Sois drôle et ouvre-la

 

Le monde se divise donc entre ceux qui veulent te déglinguer et ceux qui s’en branlent. Malgré cela, l’auteure entend s’adresser à tous sans misérabilisme ni leçon de morale. Et rien de mieux que le stand-up pour y parvenir, dont elle reprend les codes. S’enchaînent alors les blagues potaches pour désamorcer la brutalité quotidienne contre les femmes trans – de la « bienveillance » maladroite au meurtre gratuit. « La façon dont tu tues quelqu’un en dit long sur l’humanité que tu lui accordes, observe-t-elle. Ma copine Jessica Saramiento, elle a été écrasée ». Autodérision et humour noir pour mieux supporter la cruauté. Quand Laurène Marx décoche une flèche au public, c’est toujours avec un bisou au passage. L’auteure a le monologue brillant et la verve incisive, mais sait se saboter avec panache. Face à une violence irrationnelle, aucun discours n’amènera les gens à comprendre : il faut la ressentir dans sa chair.
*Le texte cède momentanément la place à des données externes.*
// Rate guard - sliding-window request counting per user.
//
// State is in-memory and process-lifetime. The rate violation counter is
// independent from the ledger's moderation violations: it never expires and
// never leads to a ban, it only escalates the warning text.

use dashmap::DashMap;
use std::fmt;
use std::time::{Duration, Instant};

/// Rate-limit category applied to a user class.
#[derive(Debug, Clone, Copy, PartialEq, Eq, Hash)]
pub enum RateTier {
    Default,
    Admin,
    NewUser,
}

impl fmt::Display for RateTier {
    fn fmt(&self, f: &mut fmt::Formatter<'_>) -> fmt::Result {
        let name = match self {
            RateTier::Default => "default",
            RateTier::Admin => "admin",
            RateTier::NewUser => "new_user",
        };
        write!(f, "{}", name)
    }
}

#[derive(Debug, Clone, Copy, PartialEq, Eq)]
pub struct RateLimit {
    pub max_requests: u32,
    pub interval: Duration,
}

impl RateLimit {
    pub const fn per_minute(max_requests: u32) -> Self {
        Self {
            max_requests,
            interval: Duration::from_secs(60),
        }
    }
}

/// Limits for every tier.
#[derive(Debug, Clone)]
pub struct RateLimits {
    pub default: RateLimit,
    pub admin: RateLimit,
    pub new_user: RateLimit,
}

impl RateLimits {
    pub fn for_tier(&self, tier: RateTier) -> RateLimit {
        match tier {
            RateTier::Default => self.default,
            RateTier::Admin => self.admin,
            RateTier::NewUser => self.new_user,
        }
    }

    /// Widest interval of all tiers, used for stats.
    fn widest_interval(&self) -> Duration {
        self.default
            .interval
            .max(self.admin.interval)
            .max(self.new_user.interval)
    }
}

impl Default for RateLimits {
    fn default() -> Self {
        Self {
            default: RateLimit::per_minute(20),
            admin: RateLimit::per_minute(100),
            new_user: RateLimit::per_minute(10),
        }
    }
}

/// Result of a limit check.
#[derive(Debug, Clone, Copy, PartialEq)]
pub struct RateDecision {
    pub allowed: bool,
    /// Seconds until the oldest counted request leaves the window. Only set
    /// when the request was refused.
    pub seconds_to_reset: Option<f64>,
}

impl RateDecision {
    fn allowed() -> Self {
        Self {
            allowed: true,
            seconds_to_reset: None,
        }
    }
}

#[derive(Debug, Clone, PartialEq)]
pub struct RateStats {
    pub requests_in_window: usize,
    pub violations: u32,
    pub last_request: Option<Instant>,
}

#[derive(Debug, Default)]
struct RateState {
    /// (timestamp, weight) pairs, oldest first
    requests: Vec<(Instant, u32)>,
    violations: u32,
}

impl RateState {
    fn prune(&mut self, now: Instant, interval: Duration) {
        self.requests
            .retain(|(at, _)| now.saturating_duration_since(*at) < interval);
    }

    fn total(&self) -> u32 {
        self.requests.iter().map(|(_, count)| *count).sum()
    }

    fn record(&mut self, now: Instant) {
        self.requests.push((now, 1));
    }

    /// Prune the window and compare what is left against `limit`.
    fn decide(&mut self, limit: RateLimit, now: Instant) -> RateDecision {
        self.prune(now, limit.interval);
        if self.total() < limit.max_requests {
            return RateDecision::allowed();
        }

        let oldest = self
            .requests
            .iter()
            .map(|(at, _)| *at)
            .min()
            .unwrap_or(now);
        let elapsed = now.saturating_duration_since(oldest);
        RateDecision {
            allowed: false,
            seconds_to_reset: Some(limit.interval.saturating_sub(elapsed).as_secs_f64()),
        }
    }
}

pub struct RateGuard {
    limits: RateLimits,
    state: DashMap<u64, RateState>,
}

impl RateGuard {
    pub fn new(limits: RateLimits) -> Self {
        tracing::info!(
            default = limits.default.max_requests,
            admin = limits.admin.max_requests,
            new_user = limits.new_user.max_requests,
            "Rate guard initialised"
        );
        Self {
            limits,
            state: DashMap::new(),
        }
    }

    pub fn limits(&self) -> &RateLimits {
        &self.limits
    }

    /// Would one more request from this user fit in the tier's window?
    /// Does not count the request.
    pub fn check_limit(&self, user_id: u64, tier: RateTier) -> RateDecision {
        self.check_limit_at(user_id, tier, Instant::now())
    }

    pub fn check_limit_at(&self, user_id: u64, tier: RateTier, now: Instant) -> RateDecision {
        let limit = self.limits.for_tier(tier);
        let mut state = self.state.entry(user_id).or_default();
        let decision = state.decide(limit, now);
        drop(state);

        if !decision.allowed {
            tracing::debug!(user_id, tier = %tier, "Rate limit reached");
        }
        decision
    }

    /// Check the limit and, if the request fits, count it. Both happen under
    /// the same entry lock, so concurrent requests cannot overshoot the limit.
    pub fn try_admit(&self, user_id: u64, tier: RateTier) -> RateDecision {
        self.try_admit_at(user_id, tier, Instant::now())
    }

    pub fn try_admit_at(&self, user_id: u64, tier: RateTier, now: Instant) -> RateDecision {
        let limit = self.limits.for_tier(tier);
        let mut state = self.state.entry(user_id).or_default();
        let decision = state.decide(limit, now);
        if decision.allowed {
            state.record(now);
        }
        drop(state);

        if decision.allowed {
            tracing::debug!(user_id, "Request recorded");
        } else {
            tracing::debug!(user_id, tier = %tier, "Rate limit reached");
        }
        decision
    }

    /// Count one more rate violation and return the running total.
    pub fn add_violation(&self, user_id: u64) -> u32 {
        let mut state = self.state.entry(user_id).or_default();
        state.violations += 1;
        let count = state.violations;
        drop(state);

        tracing::warn!(user_id, count, "Rate violation recorded");
        count
    }

    pub fn reset_violations(&self, user_id: u64) {
        if let Some(mut state) = self.state.get_mut(&user_id) {
            if state.violations > 0 {
                state.violations = 0;
                drop(state);
                tracing::info!(user_id, "Rate violations reset");
            }
        }
    }

    pub fn user_stats(&self, user_id: u64) -> RateStats {
        self.user_stats_at(user_id, Instant::now())
    }

    pub fn user_stats_at(&self, user_id: u64, now: Instant) -> RateStats {
        let interval = self.limits.widest_interval();
        match self.state.get_mut(&user_id) {
            Some(mut state) => {
                state.prune(now, interval);
                RateStats {
                    requests_in_window: state.requests.len(),
                    violations: state.violations,
                    last_request: state.requests.iter().map(|(at, _)| *at).max(),
                }
            }
            None => RateStats {
                requests_in_window: 0,
                violations: 0,
                last_request: None,
            },
        }
    }
}

impl Default for RateGuard {
    fn default() -> Self {
        Self::new(RateLimits::default())
    }
}

#[cfg(test)]
mod tests {
    use super::*;

    fn admit(guard: &RateGuard, user_id: u64, tier: RateTier, now: Instant) -> RateDecision {
        guard.try_admit_at(user_id, tier, now)
    }

    fn record(guard: &RateGuard, user_id: u64, now: Instant) {
        guard.state.entry(user_id).or_default().record(now);
    }

    #[test]
    fn test_twenty_first_request_is_refused() {
        let guard = RateGuard::default();
        let start = Instant::now();

        for i in 0..20 {
            let at = start + Duration::from_secs(i);
            assert!(admit(&guard, 1, RateTier::Default, at).allowed, "request {}", i + 1);
        }

        let decision = admit(&guard, 1, RateTier::Default, start + Duration::from_secs(20));
        assert!(!decision.allowed);
        let reset = decision.seconds_to_reset.unwrap();
        assert!(reset > 0.0);
        assert!((reset - 40.0).abs() < 1e-6);
    }

    #[test]
    fn test_window_slides() {
        let guard = RateGuard::default();
        let start = Instant::now();
        for _ in 0..10 {
            admit(&guard, 2, RateTier::NewUser, start);
        }
        assert!(!guard.check_limit_at(2, RateTier::NewUser, start).allowed);

        let later = start + Duration::from_secs(61);
        assert!(guard.check_limit_at(2, RateTier::NewUser, later).allowed);
    }

    #[test]
    fn test_tiers_have_separate_limits() {
        let guard = RateGuard::default();
        let now = Instant::now();
        for _ in 0..20 {
            record(&guard, 3, now);
        }

        assert!(!guard.check_limit_at(3, RateTier::Default, now).allowed);
        assert!(guard.check_limit_at(3, RateTier::Admin, now).allowed);
    }

    #[test]
    fn test_check_does_not_count_request() {
        let guard = RateGuard::default();
        let now = Instant::now();
        for _ in 0..50 {
            guard.check_limit_at(4, RateTier::Default, now);
        }
        assert_eq!(guard.user_stats_at(4, now).requests_in_window, 0);
    }

    #[test]
    fn test_violations_accumulate_until_reset() {
        let guard = RateGuard::default();
        assert_eq!(guard.add_violation(5), 1);
        assert_eq!(guard.add_violation(5), 2);
        assert_eq!(guard.user_stats(5).violations, 2);

        guard.reset_violations(5);
        assert_eq!(guard.user_stats(5).violations, 0);
        assert_eq!(guard.add_violation(5), 1);
    }

    #[test]
    fn test_user_stats() {
        let guard = RateGuard::default();
        let start = Instant::now();
        record(&guard, 6, start);
        record(&guard, 6, start + Duration::from_secs(5));

        let stats = guard.user_stats_at(6, start + Duration::from_secs(10));
        assert_eq!(stats.requests_in_window, 2);
        assert_eq!(stats.last_request, Some(start + Duration::from_secs(5)));

        let unknown = guard.user_stats(999);
        assert_eq!(unknown.requests_in_window, 0);
        assert_eq!(unknown.last_request, None);
    }

    #[test]
    fn test_refused_requests_are_not_counted() {
        let guard = RateGuard::default();
        let now = Instant::now();
        for _ in 0..30 {
            admit(&guard, 7, RateTier::NewUser, now);
        }
        assert_eq!(guard.user_stats_at(7, now).requests_in_window, 10);
    }

    #[test]
    fn test_concurrent_admission_stops_at_limit() {
        let guard = std::sync::Arc::new(RateGuard::default());
        let now = Instant::now();

        let handles: Vec<_> = (0..8)
            .map(|_| {
                let guard = std::sync::Arc::clone(&guard);
                std::thread::spawn(move || {
                    (0..10)
                        .filter(|_| guard.try_admit_at(8, RateTier::Default, now).allowed)
                        .count()
                })
            })
            .collect();
        let admitted: usize = handles.into_iter().map(|h| h.join().unwrap()).sum();

        assert_eq!(admitted, 20);
        assert_eq!(guard.user_stats_at(8, now).requests_in_window, 20);
    }
}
Mais d’ailleurs : c’est quoi être une femme ? Selon la pensée dominante qu’incarne le corps médical, c’est d’abord un certain nombre de stéréotypes physiques : le port de tête droit et de trois quart, les seins rebondis et impertinents, la bouche légèrement en avant, le front petit et pas trop proéminent. Résultat : une trans finirait par ressembler à « un poisson crevé ». Pour « devenir femme », il faut passer par les fourches caudines de la sainte Trinité : le psychiatre, « Jésus du bois de Boulogne », chargé de déterminer la sincérité de la démarche (dépression ? Œdipe mal sublimé ?). Puis l’endocrinologue, « le Pape », qui donne accès à l’androcène, « sainte pilule ». Et enfin le chirurgien – le Père, grand architecte de la féminisation corporelle. « Les règles ne sont jamais fixées par ton désir, rappelle Laurène qui n’a pas voulu changer sa voix. Il ne s’agit pas de l’histoire d’un être humain, mais d’un essai clinique. Il faut accepter de n’être rien ». D’où le détournement de locution dans le titre : Pour un temps sois peu, reflet d’une société qui a évacué la liberté d’être. Finalement, « les trans sont des petites sirènes, des femmes avec une queue » – et le fascisme n’a jamais aimé ce qui dépasse. 



Tous pour une 

 

Vouloir devenir une femme : un problème de riche ? Un petit tour dans les « apériputes » entre Laurène et ses copines sud-américaines suffit pour s’assurer que le problème n’est pas là. La transsexualité dépasse les classes mais augmente les chances d’appartenir à ce qu’on appelait encore il y a peu le « lumpenprolétariat » – une masse de travailleur·ses constituée « d’éléments déclassés », à la marge. Sont prolétaires celleux qui, sans aucune autre richesse, sont obligé·es de vendre leur « force de travail ». Un don de soi bien connu des femmes trans qui, le plus souvent, perdent tout lien avec leur famille une fois qu’elles s’assument comme telles – adieu héritage. « Pute est un choix de carrière envisageable si t’es trans. » Et voilà en passant résumée « l’intersectionnalité », théorie du croisement des oppressions – de genre, de classe, de race. Une articulation des luttes pour l’égalité et l’autodétermination à plusieurs échelles, depuis la question du sexe jusqu’aux droits du peuple palestinien – auquel la pièce est dédiée. Et l’autrice de n’évacuer aucune zone grise : subir la misogynie, c’est encore être reconnue comme femme. Car dans le combat féministe, les trans sont en queue de peloton, quand elles ne sont pas carrément rejetées par les courants essentialistes qui sévissent actuellement à plein régime – au point de parasiter débat public et campagnes électorales. D’autant que manifester est devenu dangereux : c’est avec les hommes que les femmes trans peuvent finir au trou.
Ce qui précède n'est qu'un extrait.